Esta mañana recibo en mis notificaciones de mis redes
sociales que la diva Omara Portuondo hace su última gira, y un concierto de los
elegidos será en Cartagena. Esta señora tiene 89 años, una artrosis como una
red de tuberías de un edificio del siglo XIX y canta como los ángeles. Tiene
una voz de abuela que canta bien, un vibrato precioso. La descubrí allá por el año
2011 junto a QA. Desde esa misma noche me rendí a sus pies. Me emocione nada
más salir ella cantando el bolero “Llanto de Luna”.
En una entrevista leo que ella se mantiene tan longeva y
activa porque viaja de un sitio a otro. Tiene que parar pero no se siente mal.
Que una señora de su edad diga esto es para reflexionarlo mucho.
Hace relativamente poco que vine de hacer el camino de
Santiago. Esta vez el portugués, junto a 3 amigotes míos de Orihuela, mi pueblo
y el tuyo. Fueron días de mucho caminar, hablar y beber cerveza hasta el mareo.
En los pocos momentos que he disfrutado del camino en soledad, mi mente me
decía: “cambia, cambio, cambia, cambio...” Era como un bolero de Omara.
La entrevista y el camino han asentado una sensación que se
plantó en mi parcela privada hace mucho tiempo, que quiero que se haga
efectiva. La sensación de que en otro sitio puedo estar mejor.
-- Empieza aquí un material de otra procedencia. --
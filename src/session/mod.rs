//! Sessions: one export job ([`capture`]), live preview ([`playback`]) and the [`studio`]
//! facade that keeps them mutually exclusive.

pub mod capture;
pub mod lock;
pub mod playback;
pub mod presenter;
pub mod studio;
use super::*;
use std::collections::HashMap;

#[test]
fn defaults_match_short_form_export() {
    let cfg = EngineConfig::default();
    assert_eq!(cfg.fps, 30);
    assert_eq!(cfg.narration_gain, 1.0);
    assert_eq!(cfg.background_gain, 0.15);
    assert_eq!(cfg.transition_secs, 0.7);
    assert!(cfg.validate().is_ok());
}

#[test]
fn partial_json_fills_defaults() {
    let cfg: EngineConfig =
        serde_json::from_str(r#"{ "background_gain": 0.12, "format": "webm" }"#).unwrap();
    assert_eq!(cfg.background_gain, 0.12);
    assert_eq!(cfg.format, ContainerFormat::WebM);
    assert_eq!(cfg.fps, 30);
}

#[test]
fn unknown_fields_are_rejected() {
    assert!(serde_json::from_str::<EngineConfig>(r#"{ "volume": 1 }"#).is_err());
}

#[test]
fn env_overrides_apply_and_validate() {
    let env: HashMap<&str, &str> = [
        ("REELCAST_BACKGROUND_GAIN", "0.3"),
        ("REELCAST_BACKGROUND_URL", "https://example.invalid/bg.mp3"),
    ]
    .into_iter()
    .collect();
    let cfg = EngineConfig::default()
        .with_overrides(|k| env.get(k).map(|v| v.to_string()))
        .unwrap();
    assert_eq!(cfg.background_gain, 0.3);
    assert_eq!(
        cfg.background_url.as_deref(),
        Some("https://example.invalid/bg.mp3")
    );

    let err = EngineConfig::default()
        .with_overrides(|k| (k == "REELCAST_NARRATION_GAIN").then(|| "loud".to_string()))
        .unwrap_err();
    assert!(err.to_string().contains("REELCAST_NARRATION_GAIN"));
}

#[test]
fn negative_gain_is_invalid() {
    let cfg = EngineConfig {
        background_gain: -0.1,
        ..EngineConfig::default()
    };
    assert!(cfg.validate().is_err());
}

#[test]
fn clip_cache_overrides_reach_the_decoder_settings() {
    let env: HashMap<&str, &str> = [
        ("REELCAST_VIDEO_CACHE_CAPACITY", "8"),
        ("REELCAST_VIDEO_PREFETCH_FRAMES", "4"),
    ]
    .into_iter()
    .collect();
    let cfg = EngineConfig::default()
        .with_overrides(|k| env.get(k).map(|v| v.to_string()))
        .unwrap();
    assert_eq!(
        cfg.clip_cache(),
        ClipCacheSettings {
            cache_capacity: 8,
            prefetch_frames: 4,
        }
    );
    assert_eq!(EngineConfig::default().clip_cache(), ClipCacheSettings::default());

    let err = EngineConfig::default()
        .with_overrides(|k| (k == "REELCAST_VIDEO_PREFETCH_FRAMES").then(|| "0".to_string()))
        .unwrap_err();
    assert!(err.to_string().contains("video_prefetch_frames"));
}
Me es muy difícil explicarlo bien. Primero, porque puedo
parecer un enfermo mental que le da poder a una voz interna y porque ahora
mismo soy afortunado. Mis necesidades más primarias las tengo cubiertas.
Trabajo, poco dinero y salud. Estoy emancipado y como comida de tupper de
madre. Tengo a todos mis amigos cerca, menos a una que la tengo a 8 horas en
coche. Mis padres, mis hermanas y demás familia querida viven a tiro de piedra.
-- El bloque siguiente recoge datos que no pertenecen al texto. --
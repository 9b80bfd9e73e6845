//! Live preview.
//!
//! `Idle -> Playing -> (narration ended | stop) -> Idle`, with `Paused` keeping the scene that
//! was on screen. Scene switches are scheduled on wall-clock time from the instant both audio
//! buses started; they are not re-measured against the audio position, so long previews may
//! drift from the narration.

use std::sync::{Arc, Mutex, MutexGuard, PoisonError};

use tokio::sync::watch;
use tokio::task::JoinHandle;
use tokio::time::Instant;

use crate::audio::buffer::PcmBuffer;
use crate::audio::graph::{AudioDestination, AudioMixGraph, MixGains, MixHandle, MixState};
use crate::foundation::error::{ReelError, ReelResult};
use crate::session::lock::ExportLock;
use crate::session::presenter::ScenePresenter;
use crate::timeline::scene::SceneTimeline;
use crate::timeline::sync::WallClockSync;

#[derive(Clone, Copy, Debug, PartialEq, Eq)]
pub enum PlaybackState {
    Idle,
    Playing,
    Paused,
}

#[derive(Clone, Copy, Debug, PartialEq, Eq)]
pub struct PlaybackStatus {
    pub state: PlaybackState,
    /// Scene on screen. Reset to 0 by `stop` and by the narration ending.
    pub scene: usize,
}

impl PlaybackStatus {
    const IDLE: Self = Self {
        state: PlaybackState::Idle,
        scene: 0,
    };
}

struct Shared {
    /// Id of the session allowed to move the scene index; 0 when none is.
    session: u64,
    presenter: Box<dyn ScenePresenter>,
}

struct ActiveSession {
    mix: MixHandle,
    driver: JoinHandle<()>,
}

fn lock<T>(m: &Mutex<T>) -> MutexGuard<'_, T> {
    m.lock().unwrap_or_else(PoisonError::into_inner)
}

/// Drives live playback against an audio destination.
pub struct PlaybackController<D: AudioDestination> {
    destination: D,
    gains: MixGains,
    narration: Option<PcmBuffer>,
    background: Option<PcmBuffer>,
    scene_count: usize,
    export_lock: ExportLock,
    shared: Arc<Mutex<Shared>>,
    status: Arc<watch::Sender<PlaybackStatus>>,
    active: Option<ActiveSession>,
    next_session: u64,
}

impl<D: AudioDestination> PlaybackController<D> {
    pub fn new(destination: D, presenter: Box<dyn ScenePresenter>, export_lock: ExportLock) -> Self {
        let (status, _) = watch::channel(PlaybackStatus::IDLE);
        Self {
            destination,
            gains: MixGains::default(),
            narration: None,
            background: None,
            scene_count: 0,
            export_lock,
            shared: Arc::new(Mutex::new(Shared {
                session: 0,
                presenter,
            })),
            status: Arc::new(status),
            active: None,
            next_session: 1,
        }
    }

    /// Replace what plays. Stops any running session.
    pub fn set_program(&mut self, narration: Option<PcmBuffer>, scene_count: usize) {
        self.stop();
        self.narration = narration;
        self.scene_count = scene_count;
    }

    /// Set the shared background track; applies from the next `play`.
    pub fn set_background(&mut self, background: Option<PcmBuffer>) {
        self.background = background;
    }

    /// Set bus gains; applies from the next `play`.
    pub fn set_gains(&mut self, gains: MixGains) {
        self.gains = gains;
    }

    pub fn status(&self) -> PlaybackStatus {
        *self.status.borrow()
    }

    pub fn is_playing(&self) -> bool {
        self.status().state == PlaybackState::Playing
    }

    pub fn subscribe(&self) -> watch::Receiver<PlaybackStatus> {
        self.status.subscribe()
    }

    /// Start a session from scene 0. A no-op while already playing.
    ///
    /// Rejected while an export is running and when no narration is loaded. Must be called
    /// inside a tokio runtime.
    pub fn play(&mut self) -> ReelResult<()> {
        if self.export_lock.is_exporting() {
            return Err(ReelError::playback("an export is running"));
        }
        if self.is_playing() {
            return Ok(());
        }
        let narration = self
            .narration
            .clone()
            .ok_or_else(|| ReelError::playback("no narration loaded"))?;
        let rt = tokio::runtime::Handle::try_current()
            .map_err(|_| ReelError::playback("playback requires a tokio runtime"))?;
        let sync = WallClockSync::new(SceneTimeline::new(
            narration.duration_secs(),
            self.scene_count,
        )?);

        self.halt(PlaybackState::Idle);

        let mix = match AudioMixGraph::start(
            Some(&narration),
            self.background.as_ref(),
            self.gains,
            &mut self.destination,
        ) {
            Ok(Some(mix)) => mix,
            Ok(None) => return Err(ReelError::playback("mix did not start")),
            Err(e) => {
                tracing::warn!("playback could not start: {e}");
                return Err(ReelError::playback(e.to_string()));
            }
        };
        let started = Instant::now();

        let id = self.next_session;
        self.next_session += 1;
        {
            let mut shared = lock(&self.shared);
            shared.session = id;
            shared.presenter.activate(0);
            self.status.send_replace(PlaybackStatus {
                state: PlaybackState::Playing,
                scene: 0,
            });
        }

        let driver = rt.spawn(drive(
            self.shared.clone(),
            self.status.clone(),
            id,
            sync,
            mix.clone(),
            started,
        ));
        self.active = Some(ActiveSession { mix, driver });
        tracing::info!(
            scenes = self.scene_count,
            narration_secs = sync.timeline().total_secs(),
            "playback started"
        );
        Ok(())
    }

    /// Stop audio and freeze on the current scene. Idempotent.
    pub fn pause(&mut self) {
        self.halt(PlaybackState::Paused);
    }

    /// Stop audio and return to scene 0. Idempotent.
    pub fn stop(&mut self) {
        self.halt(PlaybackState::Idle);
    }

    /// The media shown for `index` finished on its own.
    ///
    /// Moves to the next scene if `index` is still the active one; stale or out-of-order
    /// notifications are ignored, so the scene index never decreases.
    pub fn notify_scene_ended(&self, index: usize) {
        if self.active.is_none() || index + 1 >= self.scene_count {
            return;
        }
        let id = lock(&self.shared).session;
        advance(&self.shared, &self.status, id, index, index + 1);
    }

    fn halt(&mut self, target: PlaybackState) {
        if let Some(active) = self.active.take() {
            active.driver.abort();
            active.mix.stop();
        }
        let mut shared = lock(&self.shared);
        shared.session = 0;
        let current = self.status();
        if current.state == PlaybackState::Playing {
            shared.presenter.deactivate(current.scene);
            tracing::info!(scene = current.scene, ?target, "playback halted");
        }
        let next = match target {
            PlaybackState::Paused if current.state != PlaybackState::Idle => PlaybackStatus {
                state: PlaybackState::Paused,
                scene: current.scene,
            },
            _ => PlaybackStatus::IDLE,
        };
        self.status.send_if_modified(|s| {
            if *s == next {
                false
            } else {
                *s = next;
                true
            }
        });
    }
}

impl<D: AudioDestination> Drop for PlaybackController<D> {
    fn drop(&mut self) {
        self.halt(PlaybackState::Idle);
    }
}

async fn drive(
    shared: Arc<Mutex<Shared>>,
    status: Arc<watch::Sender<PlaybackStatus>>,
    id: u64,
    sync: WallClockSync,
    mix: MixHandle,
    started: Instant,
) {
    loop {
        let current = status.borrow().scene;
        let switch = sync.switch_at(current + 1).map(|offset| started + offset);
        tokio::select! {
            end = mix.narration_ended() => {
                if end == MixState::NarrationEnded {
                    mix.stop();
                    finish(&shared, &status, id);
                }
                return;
            }
            _ = wait_until(switch) => {
                advance(&shared, &status, id, current, current + 1);
            }
        }
    }
}

async fn wait_until(at: Option<Instant>) {
    match at {
        Some(at) => tokio::time::sleep_until(at).await,
        None => std::future::pending().await,
    }
}

/// Move from `from` to `to` if session `id` is live and `from` is still on screen.
fn advance(
    shared: &Mutex<Shared>,
    status: &watch::Sender<PlaybackStatus>,
    id: u64,
    from: usize,
    to: usize,
) {
    let mut shared = lock(shared);
    let current = *status.borrow();
    if shared.session != id || current.state != PlaybackState::Playing || current.scene != from {
        return;
    }
    shared.presenter.deactivate(from);
    shared.presenter.activate(to);
    status.send_modify(|s| s.scene = to);
    tracing::debug!(scene = to, "scene advanced");
}

fn finish(shared: &Mutex<Shared>, status: &watch::Sender<PlaybackStatus>, id: u64) {
    let mut shared = lock(shared);
    if shared.session != id {
        return;
    }
    shared.session = 0;
    let current = *status.borrow();
    shared.presenter.deactivate(current.scene);
    status.send_replace(PlaybackStatus::IDLE);
    tracing::info!("narration ended; playback reset");
}

#[cfg(test)]
#[path = "../../tests/unit/session/playback.rs"]
mod tests;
En mi trabajo me veo realizado y disfruto mucho de mis actividades extra. Lo de
la voz interna es mi forma de orar, mi manera de entablar diálogo con Dios.
Todo lo que antes anhelaba, ahora no me hace feliz del todo.
Omara y su frase me tienen privado: “no sentirse mal”. Pues eso, que aquí no me siento bien.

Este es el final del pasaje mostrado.